# Eurotropin 12iu by euro-pharma gto?



## dazbcos1969

Hi guys/gals

Anyone used eurotropin 12iu as I can't find any info on net?

Cheers in advance for any info


----------



## dazbcos1969

Anyone?


----------



## thoon

Yet again another tropin ... Herd of it never used or seen it in the flesh so cant comment ....

There's a Eutropin Pharma grade i believe ... just jumping on this band wagon i should think so treat it just like any other generic GH mate


----------



## dazbcos1969

thoon said:


> Yet again another tropin ... Herd of it never used or seen it in the flesh so cant comment ....
> 
> There's a Eutropin Pharma grade i believe ... just jumping on this band wagon i should think so treat it just like any other generic GH mate


Cheers for reply thoon 

Will give it a try and let u know what my thoughts are after use??

Thanks Daz b


----------



## Yoshi444

Hi - Yes had and used the Eurotropin. Confused on two things - used to be Somatropin and 10iu vials and now 12iu vials but still with 10ml water. Maybe being thick but surely for each 12iu GH vial you still use 1.2ml water so you get 12iu in insulin needle ? With 1ml water as supplied you can only use 1ml water so 10iu or 1ml or GH for a 12iu vial so it just makes it slightly stronger but not lasting longer unless use more water and then you run out and you cant get water anywhere !!!! Thoughts would be appreciated as Europharma dont reply and guy get from has not clue either. Personally when it was Somatropin results were mental but really needed 3 boxes takes a box at 4-5iu a day split to kick in. Thats for me and Im pretty good all round shape generally.


----------



## ashmass88

Ive just got hold of a box of EUROTROPIN 12iu Green lids on the bottles? With 10ml water from a very trusted source

Due to start monday will let you know how mine is

Have u started? Anything noticable?


----------



## Goldigger

Ashmass best edit your post as you can't discuss prices


----------



## ashmass88

Goldigger said:


> Ashmass best edit your post as you can't discuss prices


My bad was just excited haha thanks for that


----------



## 1983stuart

Fake like the rest of the hgh that's out there


----------



## berleybeef

yo bud u can get water from bacteriostatic-water.co.uk


----------



## dagoberto

I'd Like to try it, where did you buy it? on the net?


----------



## 3752

1983stuart said:


> Fake like the rest of the hgh that's out there


that is a bold statement so all GH out there is fake??


----------



## dave the rave

[nowthen all,av just got 120iu kit of eurotropin by europharma and a wana no if anyone has used it and rate it cos a carnt find many reviews on it


----------



## oxy2000

have used and it was rubbish


----------



## G-man99

Europharma's whole range uses names that are pharma grade but they produce it as a ugl.

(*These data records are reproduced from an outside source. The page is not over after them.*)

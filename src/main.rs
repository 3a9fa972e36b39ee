use clap::{Parser, Subcommand};
use std::path::PathBuf;
use tracing_subscriber::EnvFilter;

mod config;
mod error;
mod generator;
mod loader;
mod metrics;
mod models;
mod naming;
mod output;
mod runner;

use crate::config::MetricsConfig;
use crate::output::OutputFormat;
use crate::runner::Runner;

/// LongMemEval tooling - build sample datasets and summarize judged QA results
#[derive(Parser, Debug)]
#[command(author, version, about, long_about = None)]
struct Cli {
    /// Verbose output - log debug details to stderr
    #[arg(short, long, global = true)]
    verbose: bool,

    #[command(subcommand)]
    command: Command,
}

#[derive(Subcommand, Debug)]
enum Command {
    /// Compute per-category accuracy from judged results
    Metrics {
        /// Newline-delimited JSON evaluation results
        results_file: PathBuf,

        /// JSON array of reference question records
        reference_file: PathBuf,

        /// Optional TOML file overriding markers and output prefix
        #[arg(short, long)]
        config: Option<PathBuf>,

        /// Console output format: plain or json
        #[arg(short, long, default_value = "plain")]
        format: OutputFormat,
    },
    /// Write a small two-question sample dataset
    Generate {
        /// Destination file, overwritten if present
        #[arg(short, long, default_value = generator::DEFAULT_SAMPLE_PATH)]
        output: PathBuf,

        /// Console output format: plain or json
        #[arg(short, long, default_value = "plain")]
        format: OutputFormat,
    },
}

fn main() {
    let cli = Cli::parse();
    init_tracing(cli.verbose);

    if let Err(err) = run(cli.command) {
        tracing::error!(error = %err, "command failed");
        for line in output::error_lines(&err) {
            eprintln!("{}", line);
        }
        std::process::exit(1);
    }
}

fn run(command: Command) -> anyhow::Result<()> {
    match command {
        Command::Metrics {
            results_file,
            reference_file,
            config,
            format,
        } => {
            let config = MetricsConfig::load(config.as_deref())?;
            let outcome = Runner::new(config).run(&results_file, &reference_file)?;
            output::print_report(&outcome.report, &outcome.output_path, format);
        }
        Command::Generate {
            output: path,
            format,
        } => {
            let records = generator::generate_sample_data();
            println!("{}", output::generating_line(records.len()));
            generator::write_sample_data(&records, &path)?;
            output::print_samples(&records, &path, format);
        }
    }

    Ok(())
}

fn init_tracing(verbose: bool) {
    let default_level = if verbose { "debug" } else { "info" };
    let env_filter =
        EnvFilter::try_from_default_env().unwrap_or_else(|_| EnvFilter::new(default_level));

    tracing_subscriber::fmt()
        .with_env_filter(env_filter)
        .with_target(false)
        .with_writer(std::io::stderr)
        .init();
}
use crate::error::MetricsError;
use crate::models::{EvaluationRecord, QuestionRecord};
use anyhow::{Context, Result};
use std::collections::HashMap;
use std::collections::hash_map::Entry;
use std::path::Path;

/// Reference records keyed by question id. Built once, read-only afterwards.
#[derive(Debug)]
pub struct ReferenceIndex {
    records: HashMap<String, QuestionRecord>,
}

impl ReferenceIndex {
    /// Build the index, rejecting duplicate question ids
    pub fn new(records: Vec<QuestionRecord>) -> Result<Self, MetricsError> {
        let mut map = HashMap::with_capacity(records.len());

        for record in records {
            match map.entry(record.question_id.clone()) {
                Entry::Occupied(_) => {
                    return Err(MetricsError::DuplicateReference {
                        question_id: record.question_id,
                    });
                }
                Entry::Vacant(slot) => {
                    slot.insert(record);
                }
            }
        }

        Ok(Self { records: map })
    }

    pub fn get(&self, question_id: &str) -> Option<&QuestionRecord> {
        self.records.get(question_id)
    }

    pub fn len(&self) -> usize {
        self.records.len()
    }
}

/// Load newline-delimited evaluation records. Blank lines are skipped.
pub fn load_results(path: &Path) -> Result<Vec<EvaluationRecord>> {
    let content = std::fs::read_to_string(path)
        .with_context(|| format!("Failed to read results file: {}", path.display()))?;

    parse_results(&content)
        .with_context(|| format!("Failed to parse results file: {}", path.display()))
}

/// Parse JSONL content into evaluation records
fn parse_results(content: &str) -> Result<Vec<EvaluationRecord>> {
    let mut records = Vec::new();

    for (index, line) in content.lines().enumerate() {
        if line.trim().is_empty() {
            continue;
        }

        let record = serde_json::from_str(line)
            .with_context(|| format!("Invalid evaluation record on line {}", index + 1))?;
        records.push(record);
    }

    Ok(records)
}

/// Load the reference dataset, a single JSON array of question records
pub fn load_reference(path: &Path) -> Result<ReferenceIndex> {
    let content = std::fs::read_to_string(path)
        .with_context(|| format!("Failed to read reference file: {}", path.display()))?;

    let records: Vec<QuestionRecord> = serde_json::from_str(&content)
        .with_context(|| format!("Failed to parse reference file: {}", path.display()))?;

    Ok(ReferenceIndex::new(records)?)
}
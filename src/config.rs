use anyhow::{Context, Result};
use serde::{Deserialize, Serialize};
use std::path::Path;

/// Filename marker mapped to the suffix appended to the metrics file name
#[derive(Debug, Clone, PartialEq, Deserialize, Serialize)]
pub struct SuffixMarker {
    /// Substring searched for in the results file name
    pub marker: String,
    /// Suffix appended after the timestamp
    pub suffix: String,
}

/// Settings for the metrics aggregator
#[derive(Debug, Clone, PartialEq, Deserialize, Serialize)]
pub struct MetricsConfig {
    /// Substring of a question id that marks an abstention question
    #[serde(default = "default_abstention_marker")]
    pub abstention_marker: String,
    /// Prefix of the metrics file name
    #[serde(default = "default_output_prefix")]
    pub output_prefix: String,
    /// Checked in order, the first marker found in the file name wins
    #[serde(default = "default_suffix_markers")]
    pub suffix_markers: Vec<SuffixMarker>,
}

fn default_abstention_marker() -> String {
    "_abs".to_string()
}

fn default_output_prefix() -> String {
    "qa_metrics_".to_string()
}

fn default_suffix_markers() -> Vec<SuffixMarker> {
    vec![
        SuffixMarker {
            marker: "polychat_mem".to_string(),
            suffix: "_polychat_mem".to_string(),
        },
        SuffixMarker {
            marker: "polychat".to_string(),
            suffix: "_polychat".to_string(),
        },
    ]
}

impl Default for MetricsConfig {
    fn default() -> Self {
        Self {
            abstention_marker: default_abstention_marker(),
            output_prefix: default_output_prefix(),
            suffix_markers: default_suffix_markers(),
        }
    }
}

impl MetricsConfig {
    /// Load configuration from a TOML file
    pub fn from_file(path: &Path) -> Result<Self> {
        let content = std::fs::read_to_string(path)
            .with_context(|| format!("Failed to read config file: {}", path.display()))?;

        toml::from_str(&content)
            .with_context(|| format!("Failed to parse TOML config: {}", path.display()))
    }

    /// Load from `path` if given, otherwise use the defaults
    pub fn load(path: Option<&Path>) -> Result<Self> {
        match path {
            Some(path) => Self::from_file(path),
            None => Ok(Self::default()),
        }
    }
}
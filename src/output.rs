use crate::models::{MetricsReport, QuestionRecord};
use clap::ValueEnum;
use serde::{Deserialize, Serialize};
use std::path::Path;

/// Console output format options
#[derive(Debug, Clone, Copy, ValueEnum, Serialize, Deserialize)]
pub enum OutputFormat {
    Plain,
    Json,
}

/// Operator summary of a metrics report, one entry per console line
pub fn report_lines(report: &MetricsReport) -> Vec<String> {
    let mut lines = vec![String::new(), "Evaluation results by task:".to_string()];

    for (question_type, metrics) in &report.evaluation_results_by_task {
        let accuracy = match metrics.accuracy {
            Some(accuracy) => format!("{:?}", accuracy),
            None => "n/a".to_string(),
        };
        lines.push(format!("\t{}: {} ({})", question_type, accuracy, metrics.count));
    }

    lines.push(String::new());
    lines.push(format!(
        "Task-averaged Accuracy: {:?}",
        report.task_averaged_accuracy
    ));
    lines.push(format!("Overall Accuracy: {:?}", report.overall_accuracy));
    lines.push(format!(
        "Abstention Accuracy: {:?} ({})",
        report.abstention_accuracy, report.abstention_count
    ));

    lines
}

/// Line announcing where the report was written
pub fn saved_line(path: &Path) -> String {
    format!("\nMetrics saved to: {}", path.display())
}

/// Print a metrics report followed by its output path
pub fn print_report(report: &MetricsReport, path: &Path, format: OutputFormat) {
    match format {
        OutputFormat::Plain => print_lines(&report_lines(report)),
        OutputFormat::Json => print_json(report),
    }
    println!("{}", saved_line(path));
}

/// Announcement printed before the sample dataset is written
pub fn generating_line(count: usize) -> String {
    format!("Generating sample longmemeval data with {} questions...", count)
}

/// Fatal error and its causes, one entry per stderr line
pub fn error_lines(err: &anyhow::Error) -> Vec<String> {
    let mut lines = vec![format!("Error: {}", err)];
    lines.extend(err.chain().skip(1).map(|cause| format!("  caused by: {}", cause)));
    lines
}

/// Summary of generated sample data, one entry per console line
pub fn sample_lines(records: &[QuestionRecord], path: &Path) -> Vec<String> {
    let mut lines = vec![
        format!("Successfully created {}", path.display()),
        format!("Generated {} questions", records.len()),
    ];

    for (i, record) in records.iter().enumerate() {
        lines.push(String::new());
        lines.push(format!("Question {}:", i + 1));
        lines.push(format!("  ID: {}", record.question_id));
        lines.push(format!("  Question: {}", record.question));
        lines.push(format!("  Answer: {}", record.answer));
        lines.push(format!("  Haystack sessions: {}", record.haystack().count()));
    }

    lines
}

/// Print the generated sample data summary
pub fn print_samples(records: &[QuestionRecord], path: &Path, format: OutputFormat) {
    match format {
        OutputFormat::Plain => print_lines(&sample_lines(records, path)),
        OutputFormat::Json => print_json(records),
    }
}

fn print_lines(lines: &[String]) {
    for line in lines {
        println!("{}", line);
    }
}

/// Print any serializable value as pretty JSON
fn print_json<T: Serialize + ?Sized>(value: &T) {
    match serde_json::to_string_pretty(value) {
        Ok(json) => println!("{}", json),
        Err(e) => eprintln!("Error serializing results to JSON: {}", e),
    }
}

#[cfg(test)]
mod tests {
    use super::*;
    use crate::models::{CategoryMetrics, QuestionType};
    use std::collections::BTreeMap;

    fn create_test_report() -> MetricsReport {
        let mut by_task = BTreeMap::new();
        for question_type in QuestionType::ALL {
            by_task.insert(
                question_type,
                CategoryMetrics {
                    accuracy: None,
                    count: 0,
                },
            );
        }
        by_task.insert(
            QuestionType::SingleSessionUser,
            CategoryMetrics {
                accuracy: Some(1.0),
                count: 2,
            },
        );
        by_task.insert(
            QuestionType::TemporalReasoning,
            CategoryMetrics {
                accuracy: Some(0.5),
                count: 2,
            },
        );

        MetricsReport {
            evaluation_results_by_task: by_task,
            task_averaged_accuracy: 0.75,
            overall_accuracy: 0.75,
            abstention_accuracy: 0.0,
            abstention_count: 0,
            total_questions: 4,
            timestamp: "unknown".to_string(),
            input_file: "results.jsonl".to_string(),
            model_used: "gpt-4o".to_string(),
        }
    }

    #[test]
    fn test_report_lines_order() {
        let lines = report_lines(&create_test_report());

        assert_eq!(lines[1], "Evaluation results by task:");
        assert_eq!(lines[2], "\tsingle-session-user: 1.0 (2)");
        assert_eq!(lines[3], "\tsingle-session-preference: n/a (0)");
        assert_eq!(lines[6], "\ttemporal-reasoning: 0.5 (2)");
        assert_eq!(lines[7], "\tknowledge-update: n/a (0)");
        assert_eq!(lines[9], "Task-averaged Accuracy: 0.75");
        assert_eq!(lines[10], "Overall Accuracy: 0.75");
        assert_eq!(lines[11], "Abstention Accuracy: 0.0 (0)");
        assert_eq!(lines.len(), 12);
    }

    #[test]
    fn test_saved_line() {
        let line = saved_line(Path::new("out/qa_metrics_unknown.json"));
        assert_eq!(line, "\nMetrics saved to: out/qa_metrics_unknown.json");
    }

    #[test]
    fn test_sample_lines() {
        let records = crate::generator::generate_sample_data();
        let lines = sample_lines(&records, Path::new("longmemeval_small.json"));

        assert_eq!(lines[0], "Successfully created longmemeval_small.json");
        assert_eq!(lines[1], "Generated 2 questions");
        assert!(lines.contains(&"  Answer: Italian".to_string()));
        assert_eq!(
            lines
                .iter()
                .filter(|l| l.as_str() == "  Haystack sessions: 3")
                .count(),
            2
        );
    }

    #[test]
    fn test_generating_line() {
        assert_eq!(
            generating_line(2),
            "Generating sample longmemeval data with 2 questions..."
        );
    }

    #[test]
    fn test_error_lines_include_causes() {
        let err = anyhow::anyhow!("invalid value on line 3")
            .context("Failed to parse results file: results.jsonl");
        let lines = error_lines(&err);

        assert_eq!(
            lines,
            vec![
                "Error: Failed to parse results file: results.jsonl".to_string(),
                "  caused by: invalid value on line 3".to_string(),
            ]
        );
    }
}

Hear ok reports about it and I know a few lads who compete locally who use this stuff solely

The Gh will just be generic rebranded chinese Gh


----------



## jimbo91187

1983stuart said:


> Fake like the rest of the hgh that's out there


How would you know mate my dad has been a doctor for 40 years and it is real he's useing it on patients as we speak


----------



## Bmw-Freak

jimbo91187 said:


> How would you know mate my dad has been a doctor for 40 years and it is real he's useing it on patients as we speak


Why are you pulling up an 2 year old thread ? and your dad uses generic Chinese HGH on his patiens ? really ?


----------



## bail

Bmw-Freak said:


> Why are you pulling up an 2 year old thread ? and your dad uses generic Chinese HGH on his patiens ? really ?


He May be arguing against the "like the rest of Gh" implying all Gh is fake and he saying his dad uses really Gh on patients?

Either that he works in a budget hospital in China

Or some kind of role play him and his dad do pwo?


----------



## Bmw-Freak

bail said:


> He May be arguing against the "like the rest of Gh" implying all Gh is fake and he saying his dad uses really Gh on patients?
> 
> Either that he works in a budget hospital in China
> 
> Or some kind of role play him and his dad do pwo?


Ah i see, my mistake.


----------



## imz88

I realise this is an old thread but may help someone else researching.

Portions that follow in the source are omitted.